Il dossier di Pagine Ebraiche
Musei, il momento di tornare in sala

I musei sono stati particolarmente colpiti dalla pandemia. Il 90 per cento ha chiuso le porte durante la crisi e, secondo il Consiglio Internazionale dei Musei (ICOM), più del 10 per cento potrebbe non riaprire più. “C’è un urgente bisogno di rafforzare le politiche che sostengono questo settore, che svolge un ruolo essenziale nelle nostre società per la diffusione della cultura, l’istruzione, la coesione sociale e il sostegno all’economia creativa”, aveva dichiarato il direttore generale dell’Unesco Audrey Azoulay nell’autunno scorso. Di fronte alla crisi e alle chiusure, molte istituzioni culturali hanno agito rapidamente per sviluppare la propria presenza in rete. Musei ebraici e israeliani non hanno fatto eccezione. È il tema al centro del dossier “Musei”, sul numero di luglio di Pagine Ebraiche in distribuzione, curato da Daniel Reichel.
Dall’Italia alla Polonia, dalla Germania a Israele, le varie realtà museali hanno lavorato per mantenere un contatto con il pubblico.
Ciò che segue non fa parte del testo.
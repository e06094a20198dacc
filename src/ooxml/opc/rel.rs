//! Relationships between parts of an OPC package.

use std::collections::BTreeMap;

use quick_xml::Reader;
use quick_xml::escape::escape;
use quick_xml::events::Event;

use crate::ooxml::opc::constants::namespace;
use crate::ooxml::opc::error::{OpcError, Result};
use crate::ooxml::opc::packuri::PackURI;

const TARGET_MODE_EXTERNAL: &str = "External";

/// A single relationship from a source part to a target.
#[derive(Debug, Clone, PartialEq, Eq)]
pub struct Relationship {
    /// Relationship ID (e.g., "rId1")
    r_id: String,

    /// Relationship type URI
    reltype: String,

    /// Target reference, relative to the source or an external URL
    target_ref: String,

    /// Whether the target lives outside the package
    is_external: bool,
}

impl Relationship {
    #[inline]
    pub fn r_id(&self) -> &str {
        &self.r_id
    }

    #[inline]
    pub fn reltype(&self) -> &str {
        &self.reltype
    }

    #[inline]
    pub fn target_ref(&self) -> &str {
        &self.target_ref
    }

    #[inline]
    pub fn is_external(&self) -> bool {
        self.is_external
    }
}

/// The relationships of one source part, keyed by rId.
#[derive(Debug, Clone, PartialEq, Eq)]
pub struct Relationships {
    /// Directory of the source part, used to resolve targets
    base_uri: String,

    rels: BTreeMap<String, Relationship>,
}

impl Relationships {
    pub fn new(base_uri: impl Into<String>) -> Self {
        Self {
            base_uri: base_uri.into(),
            rels: BTreeMap::new(),
        }
    }

    pub fn base_uri(&self) -> &str {
        &self.base_uri
    }

    /// Insert a relationship under an explicit rId, replacing any previous one.
    pub fn add_relationship(
        &mut self,
        r_id: impl Into<String>,
        reltype: impl Into<String>,
        target_ref: impl Into<String>,
        is_external: bool,
    ) {
        let r_id = r_id.into();
        self.rels.insert(
            r_id.clone(),
            Relationship {
                r_id,
                reltype: reltype.into(),
                target_ref: target_ref.into(),
                is_external,
            },
        );
    }

    #[inline]
    pub fn get(&self, r_id: &str) -> Option<&Relationship> {
        self.rels.get(r_id)
    }

    /// Return the rId of an internal relationship of `reltype` to `target`,
    /// adding one with the next free rId if none exists.
    pub fn get_or_add(&mut self, reltype: &str, target: &PackURI) -> String {
        let target_ref = target.relative_ref(&self.base_uri);
        if let Some(rel) = self
            .rels
            .values()
            .find(|r| !r.is_external && r.reltype == reltype && r.target_ref == target_ref)
        {
            return rel.r_id.clone();
        }

        let r_id = self.next_r_id();
        self.add_relationship(r_id.clone(), reltype, target_ref, false);
        r_id
    }

    /// Lowest unused `rId<N>`, starting from 1.
    pub fn next_r_id(&self) -> String {
        (1..)
            .map(|n| format!("rId{}", n))
            .find(|candidate| !self.rels.contains_key(candidate))
            .unwrap_or_default()
    }

    /// First internal relationship of `reltype`, in rId order.
    pub fn first_with_reltype(&self, reltype: &str) -> Option<&Relationship> {
        self.rels
            .values()
            .find(|r| !r.is_external && r.reltype == reltype)
    }

    /// Resolve the target of an internal relationship to a part name.
    pub fn target_partname(&self, rel: &Relationship) -> Result<PackURI> {
        if rel.is_external {
            return Err(OpcError::InvalidPackUri(format!(
                "relationship {} points outside the package",
                rel.r_id
            )));
        }
        PackURI::from_rel_ref(&self.base_uri, &rel.target_ref).map_err(OpcError::InvalidPackUri)
    }

    /// Resolved target of the first internal relationship of `reltype`.
    pub fn part_with_reltype(&self, reltype: &str) -> Result<Option<PackURI>> {
        self.first_with_reltype(reltype)
            .map(|rel| self.target_partname(rel))
            .transpose()
    }

    pub fn iter(&self) -> impl Iterator<Item = &Relationship> {
        self.rels.values()
    }

    pub fn len(&self) -> usize {
        self.rels.len()
    }

    pub fn is_empty(&self) -> bool {
        self.rels.is_empty()
    }

    pub fn remove(&mut self, r_id: &str) -> Option<Relationship> {
        self.rels.remove(r_id)
    }

    /// Parse a `.rels` part.
    pub fn from_xml(base_uri: impl Into<String>, xml: &[u8]) -> Result<Self> {
        let mut rels = Self::new(base_uri);
        let mut reader = Reader::from_reader(xml);
        reader.config_mut().trim_text(true);

        let mut buf = Vec::new();
        loop {
            match reader.read_event_into(&mut buf) {
                Ok(Event::Empty(ref e)) | Ok(Event::Start(ref e))
                    if e.local_name().as_ref() == b"Relationship" =>
                {
                    let mut r_id = None;
                    let mut reltype = None;
                    let mut target_ref = None;
                    let mut is_external = false;

                    for attr in e.attributes() {
                        let attr = attr?;
                        match attr.key.as_ref() {
                            b"Id" => r_id = Some(attr.unescape_value()?.to_string()),
                            b"Type" => reltype = Some(attr.unescape_value()?.to_string()),
                            b"Target" => target_ref = Some(attr.unescape_value()?.to_string()),
                            b"TargetMode" => {
                                is_external = attr.unescape_value()? == TARGET_MODE_EXTERNAL
                            },
                            _ => {},
                        }
                    }

                    match (r_id, reltype, target_ref) {
                        (Some(id), Some(rt), Some(tr)) => {
                            rels.add_relationship(id, rt, tr, is_external)
                        },
                        _ => {
                            tracing::warn!("skipping relationship with missing attributes");
                        },
                    }
                },
                Ok(Event::Eof) => break,
                Err(e) => return Err(OpcError::XmlError(format!("Rels parse error: {}", e))),
                _ => {},
            }
            buf.clear();
        }

        Ok(rels)
    }

    /// Serialize as a `.rels` part, ordered by rId.
    pub fn to_xml(&self) -> String {
        let mut xml = String::with_capacity(128 + self.rels.len() * 160);
        xml.push_str(r#"<?xml version="1.0" encoding="UTF-8" standalone="yes"?>"#);
        xml.push('\n');
        xml.push_str(&format!(
            r#"<Relationships xmlns="{}">"#,
            namespace::OPC_RELATIONSHIPS
        ));

        for rel in self.rels.values() {
            xml.push_str(&format!(
                r#"<Relationship Id="{}" Type="{}" Target="{}""#,
                escape(rel.r_id.as_str()),
                escape(rel.reltype.as_str()),
                escape(rel.target_ref.as_str())
            ));
            if rel.is_external {
                xml.push_str(r#" TargetMode="External""#);
            }
            xml.push_str("/>");
        }

        xml.push_str("</Relationships>");
        xml
    }
}

impl Default for Relationships {
    fn default() -> Self {
        Self::new("/")
    }
}

#[cfg(test)]
mod tests {
    use super::*;

    #[test]
    fn test_next_r_id_fills_gaps() {
        let mut rels = Relationships::new("/xl");
        assert_eq!(rels.next_r_id(), "rId1");
        rels.add_relationship("rId1", "t", "a.xml", false);
        rels.add_relationship("rId3", "t", "c.xml", false);
        assert_eq!(rels.next_r_id(), "rId2");
    }

    #[test]
    fn test_get_or_add_reuses_existing() {
        let mut rels = Relationships::new("/xl");
        let target = PackURI::new("/xl/worksheets/sheet1.xml").unwrap();
        let first = rels.get_or_add("worksheet", &target);
        let second = rels.get_or_add("worksheet", &target);
        assert_eq!(first, second);
        assert_eq!(rels.len(), 1);
        assert_eq!(rels.get(&first).unwrap().target_ref(), "worksheets/sheet1.xml");
    }

    #[test]
    fn test_xml_round_trip() {
        let mut rels = Relationships::new("/word");
        rels.add_relationship("rId2", "styles", "styles.xml", false);
        rels.add_relationship("rId1", "hyperlink", "https://example.com/?a=1&b=2", true);

        let xml = rels.to_xml();
        assert!(xml.find("rId1").unwrap() < xml.find("rId2").unwrap());
        assert!(xml.contains("a=1&amp;b=2"));

        let parsed = Relationships::from_xml("/word", xml.as_bytes()).unwrap();
        assert_eq!(parsed, rels);
        assert!(parsed.get("rId1").unwrap().is_external());
    }

    #[test]
    fn test_part_with_reltype_resolves_target() {
        let mut rels = Relationships::new("/ppt/slideMasters");
        rels.add_relationship("rId1", "theme", "../theme/theme1.xml", false);
        let target = rels.part_with_reltype("theme").unwrap().unwrap();
        assert_eq!(target.as_str(), "/ppt/theme/theme1.xml");
        assert!(rels.part_with_reltype("missing").unwrap().is_none());
    }
}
Per garantire un’offerta culturale adeguata, nonostante l’impossibilità di accogliere nelle proprie sale i visitatori. Una penalizzazione forte perché, come spiega a Pagine Ebraiche la curatrice del Museo Polin Barbara Kirshenblatt Gimblett, “la struttura stessa di un museo ha una valenza pedagogica forte: l’architettura parla, è fondamentale. Il visitatore vive un’esperienza in un certo senso opposta a quella che si esperisce al cinema, dove si sta fermi e la storia di svolge davanti a noi: in un museo è il nostro movimento nello spazio che ci porta a scoprire la storia che vi è narrata, sono le nostre scelte di avanzare o soffermarci in un luogo oppure in un altro che condizionano quello che porteremo a casa a fine visita. Il rapporto del corpo con lo spazio, che è poi l’essenza dell’architettura, è fondamentale”. Anche solo andare al museo è dunque un passaggio importante dell’esperienza. Per non parlare dell’importanza di vedere un’opera dal vivo e non filtrata attraverso lo schermo di un computer o di un cellulare. La pandemia ha privato le persone di questa dialettica. Ma ha anche aperto la strada a un nuove offerte di contenuti multimediali di ottimo livello. Ha portato i musei a mettersi in gioco e riscoprire modi per raccontarsi. Una dinamica fondamentale dal punto di vista ebraico, in cui la narrazione è un elemento identitario.
“L’urgente necessità di staccarsi dalla materialità degli spazi espositivi, dalle sale e dai teatri, ci ha costretti a immaginare un ambiente digitale che offra un nuovo modo di vivere l’arte, un regno virtuale che permetta di raggiungere un pubblico molto più ampio e globale – spiega il direttore del Museo d’Arte Moderna di Tel Aviv Tania Coen-Uzzielli – In generale, questi tempi di corona ci hanno unito come comunità globale e hanno introdotto una nuova dimensione virtuale nelle nostre vite, garantendoci un accesso senza precedenti ai tesori dell’arte mondiale, a figure culturali di spicco, a esperienze uniche nella vita e ad una miriade di opportunità di apprendimento. Ma dobbiamo ricordare e ricordare al nostro pubblico che il contenuto digitale è solo un surrogato limitato che non può sostituire l’esperienza fisica, viscerale e potente di vedere una mostra o assistere a un concerto dal vivo”. Per questo l’invito di Coen-Uzzielli – anche nelle pagine di questo dossier – è quello di ritornare a calpestare gli spazi dei musei. Tornare a condividere questi luoghi che, sottolinea la direttrice del Museo ebraico di Francoforte Mirjam Wenzel, sono anche “presidi di cittadinanza e di partecipazione” dove porsi domande sulla società.